Our coverage is legitimate and we absolutely never lie about it. However... it is supposed to be a one-call close and I am not comfortable with some of the sales tactics I was taught to make that happen. One way of creating urgency is to tell the customer that they're just over the miles for the better plan and we'll "re-qualify" them or "adjust the mileage" to fit the superior coverage. Obviously the packages really do have cut off points, but they're not listed on our website. Other tactics, like mark ups, financing and holding benefits back as negotiation tools, are akin to automotive or furniture sales. I really don't enjoy the dance; I think it's stupid and I wish it could just be a straight forward, no haggle transaction. On the other hand, I understand how our trainer justified it, he said, "No one wakes up in the morning excited to buy an auto warranty." They are smart things to have and if you don't make people buy them right now, they'll probably forget about it...

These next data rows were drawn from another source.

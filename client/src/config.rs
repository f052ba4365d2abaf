use crate::ai::AiTuning;
use log::warn;
use pong_shared::{PhysicsConfig, PlayerNames, Side, DEFAULT_MAX_SCORE};
use serde::{Deserialize, Serialize};
use std::fmt;
use std::str::FromStr;
use thiserror::Error;

#[derive(Debug, Error, PartialEq, Eq)]
pub enum SetupError {
    #[error("unknown game mode: {0}")]
    UnknownMode(String),

    #[error("online mode needs a network channel")]
    MissingChannel,
}

#[derive(Debug, Clone, Copy, PartialEq, Eq, Serialize, Deserialize)]
#[serde(rename_all = "snake_case")]
pub enum GameMode {
    /// Two players on one keyboard.
    LocalMultiplayer,
    /// Keyboard player on the left, computer on the right.
    LocalVsAi,
    /// Keyboard player against a remote player; the server is authoritative.
    Online,
}

impl GameMode {
    pub fn as_str(self) -> &'static str {
        match self {
            GameMode::LocalMultiplayer => "local_multiplayer",
            GameMode::LocalVsAi => "local_vs_ai",
            GameMode::Online => "online",
        }
    }
}

impl fmt::Display for GameMode {
    fn fmt(&self, f: &mut fmt::Formatter<'_>) -> fmt::Result {
        f.write_str(self.as_str())
    }
}

impl FromStr for GameMode {
    type Err = SetupError;

    fn from_str(s: &str) -> Result<Self, Self::Err> {
        match s.to_lowercase().replace('-', "_").as_str() {
            "local_multiplayer" => Ok(GameMode::LocalMultiplayer),
            "local_vs_ai" => Ok(GameMode::LocalVsAi),
            "online" => Ok(GameMode::Online),
            _ => Err(SetupError::UnknownMode(s.to_string())),
        }
    }
}

/// Settings for one match. Missing fields take their defaults when
/// deserialized.
#[derive(Debug, Clone, PartialEq, Serialize, Deserialize)]
#[serde(default)]
pub struct MatchConfig {
    pub max_score: u32,
    pub player_names: PlayerNames,
    /// Side the keyboard player controls in online play.
    pub local_player: Side,
    pub physics: PhysicsConfig,
    pub ai: AiTuning,
}

impl Default for MatchConfig {
    fn default() -> Self {
        Self {
            max_score: DEFAULT_MAX_SCORE,
            player_names: PlayerNames::default(),
            local_player: Side::Left,
            physics: PhysicsConfig::default(),
            ai: AiTuning::default(),
        }
    }
}

impl MatchConfig {
    /// Replaces values that would make a match unplayable.
    pub fn validated(mut self) -> Self {
        if self.max_score == 0 {
            warn!("max_score must be positive, using {}", DEFAULT_MAX_SCORE);
            self.max_score = DEFAULT_MAX_SCORE;
        }

        let max_speed = self.physics.max_ball_speed_x();
        if self.physics.ball_speed_x > max_speed {
            warn!(
                "ball_speed_x {} would skip past the paddles, using {}",
                self.physics.ball_speed_x, max_speed
            );
            self.physics.ball_speed_x = max_speed;
        }
        self
    }

    pub fn merge(&mut self, update: ConfigUpdate) {
        if let Some(max_score) = update.max_score {
            self.max_score = max_score;
        }
        if let Some(player_names) = update.player_names {
            self.player_names = player_names;
        }
        if let Some(local_player) = update.local_player {
            self.local_player = local_player;
        }
        if let Some(physics) = update.physics {
            self.physics = physics;
        }
        if let Some(ai) = update.ai {
            self.ai = ai;
        }
    }
}

/// Partial configuration applied on a mode change.
#[derive(Debug, Clone, Default, PartialEq, Serialize, Deserialize)]
#[serde(default)]
pub struct ConfigUpdate {
    pub max_score: Option<u32>,
    pub player_names: Option<PlayerNames>,
    pub local_player: Option<Side>,
    pub physics: Option<PhysicsConfig>,
    pub ai: Option<AiTuning>,
}
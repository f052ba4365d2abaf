//! Keyboard-driven paddle input.
//!
//! Key events are recorded into a [`KeyboardState`] by whatever owns the
//! window or terminal. Local controllers sample it once per tick; there is no
//! global key table.

use crate::controller::InputController;
use log::debug;
use pong_shared::{GameStateView, Movement};
use std::cell::RefCell;
use std::collections::HashSet;
use std::rc::Rc;

/// Shared set of currently held keys. Cloning yields another handle to the
/// same set.
#[derive(Debug, Clone, Default)]
pub struct KeyboardState {
    held: Rc<RefCell<HashSet<String>>>,
}

impl KeyboardState {
    pub fn new() -> Self {
        Self::default()
    }

    pub fn press(&self, key: &str) {
        self.held.borrow_mut().insert(normalize_key(key));
    }

    pub fn release(&self, key: &str) {
        self.held.borrow_mut().remove(&normalize_key(key));
    }

    pub fn is_down(&self, key: &str) -> bool {
        self.held.borrow().contains(&normalize_key(key))
    }

    pub fn release_all(&self) {
        self.held.borrow_mut().clear();
    }
}

// Letter keys arrive as "w" or "W" depending on shift state.
fn normalize_key(key: &str) -> String {
    if key.chars().count() == 1 {
        key.to_lowercase()
    } else {
        key.to_string()
    }
}

/// The pair of keys that drive one paddle.
#[derive(Debug, Clone, PartialEq, Eq)]
pub struct KeyBinding {
    pub increase: String,
    pub decrease: String,
}

impl KeyBinding {
    pub fn new(increase: &str, decrease: &str) -> Self {
        Self {
            increase: increase.to_string(),
            decrease: decrease.to_string(),
        }
    }

    pub fn wasd() -> Self {
        Self::new("w", "s")
    }

    pub fn arrows() -> Self {
        Self::new("ArrowUp", "ArrowDown")
    }
}

pub struct LocalController {
    binding: KeyBinding,
    keyboard: Option<KeyboardState>,
}

impl LocalController {
    pub fn new(keyboard: KeyboardState, binding: KeyBinding) -> Self {
        Self {
            binding,
            keyboard: Some(keyboard),
        }
    }

    pub fn is_attached(&self) -> bool {
        self.keyboard.is_some()
    }
}

impl InputController for LocalController {
    fn movement(&mut self, _view: GameStateView<'_>) -> Movement {
        match &self.keyboard {
            Some(keyboard) => Movement::from_keys(
                keyboard.is_down(&self.binding.increase),
                keyboard.is_down(&self.binding.decrease),
            ),
            None => Movement::Idle,
        }
    }

    fn destroy(&mut self) {
        if self.keyboard.take().is_some() {
            debug!(
                "Released keyboard for {}/{}",
                self.binding.increase, self.binding.decrease
            );
        }
    }
}
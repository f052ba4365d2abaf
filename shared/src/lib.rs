//! Shared game model for the 3D pong client.
//!
//! Everything here lives in normalized space: both field axes run from 0 to 1
//! and nothing depends on how the field is rendered. The `physics` module is a
//! set of pure functions over the data types in `state`; `protocol` carries
//! the packets exchanged with a remote authority.

pub mod physics;
pub mod protocol;
pub mod state;

pub use physics::PhysicsConfig;
pub use protocol::{CodecError, Packet, PaddleSnapshot, PlayerId, ServerSnapshot, SideMap};
pub use state::{
    Ball, GameState, GameStateView, Movement, Paddle, Paddles, Phase, PlayerNames, Scores, Side,
};

pub const PADDLE_SPEED: f32 = 0.01;
pub const PADDLE_HEIGHT: f32 = 0.1;
pub const PADDLE_HALF_WIDTH: f32 = 0.02;
pub const BALL_RADIUS: f32 = 0.02;
pub const BALL_SPEED_X: f32 = 0.006;
pub const BALL_SPEED_Y: f32 = 0.008;
pub const GOAL_MARGIN: f32 = 0.02;
/// Hit-offset coefficient applied on paddle contact.
pub const DEFLECTION: f32 = 0.1;
pub const DEFAULT_MAX_SCORE: u32 = 5;

/// Normalized x of the left paddle plane.
pub const LEFT_PADDLE_X: f32 = 0.0;
/// Normalized x of the right paddle plane.
pub const RIGHT_PADDLE_X: f32 = 1.0;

They've told me to think about it as an actress, but I tend to side with the customer. I would want to shop around or talk to my partner too. My guy is a decorated sales person who manages an auto dealership; he is confident that I can do well at this job without using dishonest sales tactics that I'm not comfortable with. However, I'm not getting the opportunity to test the waters. As a new representative with few deals to my name, I keep getting assigned high agent numbers; the agent number, which you log into the dialing system with, affects which leads (or customers) you get. Today I was calling people who had requested the information two and a half weeks ago! We'd already gotten their answer machine over a dozen times, meaning they've likely learned to avoid our number. The highest sellers in the office the previous day get the lower agent numbers, meaning hotter, newer leads. It's like the rich get richer and the new kids don't even get the chance to succeed. Although, yesterday a girl with a higher agent number got three deals, so the managers say, "Don't let your number psych you out! They don't matter!" Okay, then why not assign static numbers if they don't matter?

Needless to say, the verdict is still out on this new job. One minute I feel like I could really be great at it and roll in the money. I've already earned two handy cash bonuses, based on a high down payment and high mark up. But when no one has answered their damn phone in over an hour, or when I'm calling the east coast at 9:45 p.m. their time, I just want to walk out! My first week I did four deals, but this week I only have two on the board! Starting our fourth or fifth week, if we don't get five a week we'll be put on probation. Since the pay is a sliding hourly rate, I'm certainly not going to quit, even though there are moments I want to. I'll continue trying to figure it out and even if I don't, I'll continue to take their checks until I fail probation and they fire me!

In the meantime, I need to turn in some restaurant applications and register with Central Casting, a reputable company that hires background actors, aka, extras. I keep hearing that pretty girls can get work through them five days a week. Depending on the pay rate and consistency of work, doing that on weekdays and Universal tours on weekends could pay the bills and beat the hell out of selling auto warranties or waiting tables!

Speaking of industry work, Tuesday I left work early to shoot a promo for ABC/Disney Channel/ESPN. I was paid $50 cash for less than an hours "work" in a lovely local park. It was supposed to look like real people, stopped while they were out and about, and asked to comment on their favorite shows. I delivered lines like, "I can't live without my Desperate Housewives" and "I get everything on Time Warner, it's awesome." Right now the footage doesn't really have a home and will just be used for internal promotion. I don't really know what that means, but it's fine with me that I got my cash and no one will likely ever see it!